ARTICOLO PUBBLICATO SU “REGGIOLO INFORMA”


Siamo arrivati agli sgoccioli di questa legislatura e la prima cosa che notiamo è che, nonostante le

ripetute richieste, il risicato spazio dato alle Minoranze sugli organi d’informazione Comunali non sia

cambiato di una virgola, quindi proveremo dal nostro angolino a tirare un po’ di somme di questi cinque

anni di mandato.

Andiamo quindi, non necessariamente in ordine cronologico o d’importanza, ad elencare alcune note

distintive degli ultimi cinque anni targati Bernardelli Barbara.

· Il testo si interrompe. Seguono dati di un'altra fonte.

impl ViewTree {
    pub fn new(view: View) -> (ViewTree, NodeId) {
        let mut t = ViewTree {
            nodes: Vec::new(),
            free: Vec::new(),
            root: NodeId(0),
        };
        let root = t.alloc(Node {
            parent: None,
            kind: NodeKind::Leaf(view),
            split: 0.0,
            rect: Rect::default(),
        });
        t.root = root;
        (t, root)
    }

    fn alloc(&mut self, node: Node) -> NodeId {
        if let Some(id) = self.free.pop() {
            self.nodes[id.index()] = node;
            return id;
        }
        let id = NodeId(self.nodes.len() as u32);
        self.nodes.push(node);
        id
    }

    fn release(&mut self, id: NodeId) {
        self.nodes[id.index()].kind = NodeKind::Free;
        self.free.push(id);
    }

    pub fn root(&self) -> NodeId {
        self.root
    }

    pub fn node(&self, id: NodeId) -> &Node {
        &self.nodes[id.index()]
    }

    pub fn is_leaf(&self, id: NodeId) -> bool {
        matches!(self.nodes[id.index()].kind, NodeKind::Leaf(_))
    }

    pub fn rect(&self, id: NodeId) -> Rect {
        self.nodes[id.index()].rect
    }

    pub fn view(&self, id: NodeId) -> &View {
        match &self.nodes[id.index()].kind {
            NodeKind::Leaf(v) => v,
            _ => panic!("node is not a leaf"),
        }
    }

    pub fn view_mut(&mut self, id: NodeId) -> &mut View {
        match &mut self.nodes[id.index()].kind {
            NodeKind::Leaf(v) => v,
            _ => panic!("node is not a leaf"),
        }
    }

    /// Replace the leaf at `id` with a vertical split: the existing view in
    /// the top child, `bottom_view` in the bottom one. Returns (top,
    /// bottom); the caller usually makes the top child active.
    pub fn split_vertically(&mut self, id: NodeId, bottom_view: View) -> (NodeId, NodeId) {
        let old = match std::mem::replace(&mut self.nodes[id.index()].kind, NodeKind::Free) {
            NodeKind::Leaf(v) => v,
            _ => panic!("splitting a non-leaf node"),
        };
        let top = self.alloc(Node {
            parent: Some(id),
            kind: NodeKind::Leaf(old),
            split: 0.0,
            rect: Rect::default(),
        });
        let bottom = self.alloc(Node {
            parent: Some(id),
            kind: NodeKind::Leaf(bottom_view),
            split: 0.0,
            rect: Rect::default(),
        });
        let n = &mut self.nodes[id.index()];
        n.kind = NodeKind::VSplit { top, bottom };
        n.split = 0.5;
        (top, bottom)
    }

    /// Replace the leaf at `id` with a horizontal split: the existing view
    /// in the left child, `right_view` in the right one. Returns (left,
    /// right).
    pub fn split_horizontally(&mut self, id: NodeId, right_view: View) -> (NodeId, NodeId) {
        let old = match std::mem::replace(&mut self.nodes[id.index()].kind, NodeKind::Free) {
            NodeKind::Leaf(v) => v,
            _ => panic!("splitting a non-leaf node"),
        };
        let left = self.alloc(Node {
            parent: Some(id),
            kind: NodeKind::Leaf(old),
            split: 0.0,
            rect: Rect::default(),
        });
        let right = self.alloc(Node {
            parent: Some(id),
            kind: NodeKind::Leaf(right_view),
            split: 0.0,
            rect: Rect::default(),
        });
        let n = &mut self.nodes[id.index()];
        n.kind = NodeKind::HSplit { left, right };
        n.split = 0.5;
        (left, right)
    }

    /// Distribute `rect` over the subtree at `id`. A horizontal split
    /// reserves one column for the splitter glyph.
    pub fn resize(&mut self, id: NodeId, rect: Rect) {
        self.nodes[id.index()].rect = rect;
        let split = self.nodes[id.index()].split;
        match self.nodes[id.index()].kind {
            NodeKind::Leaf(_) => {
                self.view_mut(id).resize(rect.width, rect.height);
            }
            NodeKind::HSplit { left, right } => {
                let mut w = rect.width;
                if w > 0 {
                    w -= 1;
                }
                let lw = (w as f32 * split) as usize;
                let rw = w - lw;
                self.resize(left, Rect::new(rect.x, rect.y, lw, rect.height));
                self.resize(
                    right,
                    Rect::new(rect.x + lw as isize + 1, rect.y, rw, rect.height),
                );
            }
            NodeKind::VSplit { top, bottom } => {
                let th = (rect.height as f32 * split) as usize;
                let bh = rect.height - th;
                self.resize(top, Rect::new(rect.x, rect.y, rect.width, th));
                self.resize(
                    bottom,
                    Rect::new(rect.x, rect.y + th as isize, rect.width, bh),
                );
            }
            NodeKind::Free => {}
        }
    }

    /// The ratio of one cell at this split node.
    fn one_step(&self, id: NodeId) -> f32 {
        let n = &self.nodes[id.index()];
        match n.kind {
            NodeKind::VSplit { .. } => {
                if n.rect.height == 0 {
                    0.0
                } else {
                    1.0 / n.rect.height as f32
                }
            }
            NodeKind::HSplit { .. } => {
                if n.rect.width <= 1 {
                    0.0
                } else {
                    1.0 / (n.rect.width - 1) as f32
                }
            }
            _ => 0.0,
        }
    }

    /// Snap the split ratio to an integer cell boundary.
    fn normalize_split(&mut self, id: NodeId) {
        let n = &self.nodes[id.index()];
        let off = match n.kind {
            NodeKind::VSplit { .. } => (n.rect.height as f32 * n.split) as usize,
            _ => ((n.rect.width.saturating_sub(1)) as f32 * n.split) as usize,
        };
        let one = self.one_step(id);
        self.nodes[id.index()].split = off as f32 * one;
    }

    /// Grow or shrink the first child by `n` cells, one-cell granularity
    /// regardless of the float ratio underneath.
    pub fn step_resize(&mut self, id: NodeId, n: isize) {
        let rect = self.nodes[id.index()].rect;
        if rect.width <= 1 || rect.height == 0 {
            // avoid division by zero, the result is really bad
            return;
        }
        let one = self.one_step(id);
        self.normalize_split(id);
        let split = (self.nodes[id.index()].split + one * n as f32 + one * 0.5).clamp(0.0, 1.0);
        self.nodes[id.index()].split = split;
        self.resize(id, rect);
    }

    /// Nearest ancestor that is a vertical split.
    pub fn nearest_vsplit(&self, id: NodeId) -> Option<NodeId> {
        let mut cur = self.nodes[id.index()].parent;
        while let Some(p) = cur {
            if matches!(self.nodes[p.index()].kind, NodeKind::VSplit { .. }) {
                return Some(p);
            }
            cur = self.nodes[p.index()].parent;
        }
        None
    }

    /// Nearest ancestor that is a horizontal split.
    pub fn nearest_hsplit(&self, id: NodeId) -> Option<NodeId> {
        let mut cur = self.nodes[id.index()].parent;
        while let Some(p) = cur {
            if matches!(self.nodes[p.index()].kind, NodeKind::HSplit { .. }) {
                return Some(p);
            }
            cur = self.nodes[p.index()].parent;
        }
        None
    }

    /// The other child of this node's parent.
    pub fn sibling(&self, id: NodeId) -> Option<NodeId> {
        let p = self.nodes[id.index()].parent?;
        match self.nodes[p.index()].kind {
            NodeKind::HSplit { left, right } => {
                Some(if id == left { right } else { left })
            }
            NodeKind::VSplit { top, bottom } => {
                Some(if id == top { bottom } else { top })
            }
            _ => unreachable!("parent of a node is always a split"),
        }
    }

    /// Descend left/top until a leaf.
    pub fn first_leaf_node(&self, id: NodeId) -> NodeId {
        match self.nodes[id.index()].kind {
            NodeKind::Leaf(_) => id,
            NodeKind::HSplit { left, .. } => self.first_leaf_node(left),
            NodeKind::VSplit { top, .. } => self.first_leaf_node(top),
            NodeKind::Free => unreachable!("free node reached in traversal"),
        }
    }

    /// Pre-order leaves of the whole tree.
    pub fn leaves(&self) -> Vec<NodeId> {
        let mut out = Vec::new();
        self.collect_leaves(self.root, &mut out);
        out
    }

    fn collect_leaves(&self, id: NodeId, out: &mut Vec<NodeId>) {
        match self.nodes[id.index()].kind {
            NodeKind::Leaf(_) => out.push(id),
            NodeKind::HSplit { left, right } => {
                self.collect_leaves(left, out);
                self.collect_leaves(right, out);
            }
            NodeKind::VSplit { top, bottom } => {
                self.collect_leaves(top, out);
                self.collect_leaves(bottom, out);
            }
            NodeKind::Free => {}
        }
    }

    /// Kill the leaf at `id`: its parent is overwritten in place by the
    /// sibling subtree and the new active leaf is the first leaf of that
    /// subtree. Returns `None` (and does nothing) for the last remaining
    /// leaf. The killed view is returned so the caller can save its
    /// location.
    pub fn kill_leaf(&mut self, id: NodeId) -> Option<(NodeId, View)> {
        let p = self.nodes[id.index()].parent?;
        let sib = self.sibling(id).expect("split node has two children");

        let view = match std::mem::replace(&mut self.nodes[id.index()].kind, NodeKind::Free) {
            NodeKind::Leaf(v) => v,
            _ => panic!("killing a non-leaf node"),
        };

        // move the sibling's node into the parent slot and rethread
        let sib_node = std::mem::replace(&mut self.nodes[sib.index()].kind, NodeKind::Free);
        let sib_split = self.nodes[sib.index()].split;
        self.nodes[p.index()].kind = sib_node;
        self.nodes[p.index()].split = sib_split;
        match self.nodes[p.index()].kind {
            NodeKind::HSplit { left, right } => {
                self.nodes[left.index()].parent = Some(p);
                self.nodes[right.index()].parent = Some(p);
            }
            NodeKind::VSplit { top, bottom } => {
                self.nodes[top.index()].parent = Some(p);
                self.nodes[bottom.index()].parent = Some(p);
            }
            _ => {}
        }
        self.release(id);
        self.release(sib);

        Some((self.first_leaf_node(p), view))
    }

    /// Keep only the leaf at `id`; every other view is dropped and its node
    /// recycled. The kept leaf becomes the root.
    pub fn keep_only(&mut self, id: NodeId) -> Vec<View> {
        debug_assert!(self.is_leaf(id));
        let mut dropped = Vec::new();
        let ids: Vec<NodeId> = (0..self.nodes.len() as u32).map(NodeId).collect();
        for n in ids {
            if n == id {
                continue;
            }
            match std::mem::replace(&mut self.nodes[n.index()].kind, NodeKind::Free) {
                NodeKind::Leaf(v) => {
                    dropped.push(v);
                    self.free.push(n);
                }
                NodeKind::Free => {}
                _ => self.free.push(n),
            }
        }
        self.nodes[id.index()].parent = None;
        self.root = id;
        dropped
    }
}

Di eclatante, nei primi mesi di legislatura, ci si ricorda l’ultimo colpo inferto ed assestato alle scuole

d’infanzia del nostro Paese, un processo di svendita e smantellamento di un prestigioso gioiello di famiglia

iniziato precedentemente e conclusosi con la gestione diretta del servizio da parte dell’azienda speciale.

Oltre a questo non si ha memoria di tutte le grandi mosse strategiche sventolate in periodo pre-elettorale

(l’idea di una pista ciclabile per collegare le frazioni è durata giusto il tempo della campagna elettorale), ci

si ricorda piuttosto un’amministrazione “protetta” da un patto di stabilità esibito ad arte ogni volta che si

richiedeva uno slancio politico o un segno tangibile. Questa “quiete” viene poi interrotta da un maledetto

terremoto, che nessuno di noi dimenticherà mai, anche se a quanto pare, quello del maggio 2012 non

è stato l’unico terremoto. Infatti un’altra peculiarità di questo mandato è un vero e proprio terremoto

politico in continua evoluzione: il leitmotiv di questo mandato sono infatti dimissioni di assessori, dimissioni

di consiglieri (alcuni dei quali passano addirittura all’opposizione) e per finire, manifeste sfiducie al sindaco

da parte del proprio partito.

Non ci serve dunque dilungarci troppo per raccontare questi cinque anni, i fatti parlano da soli.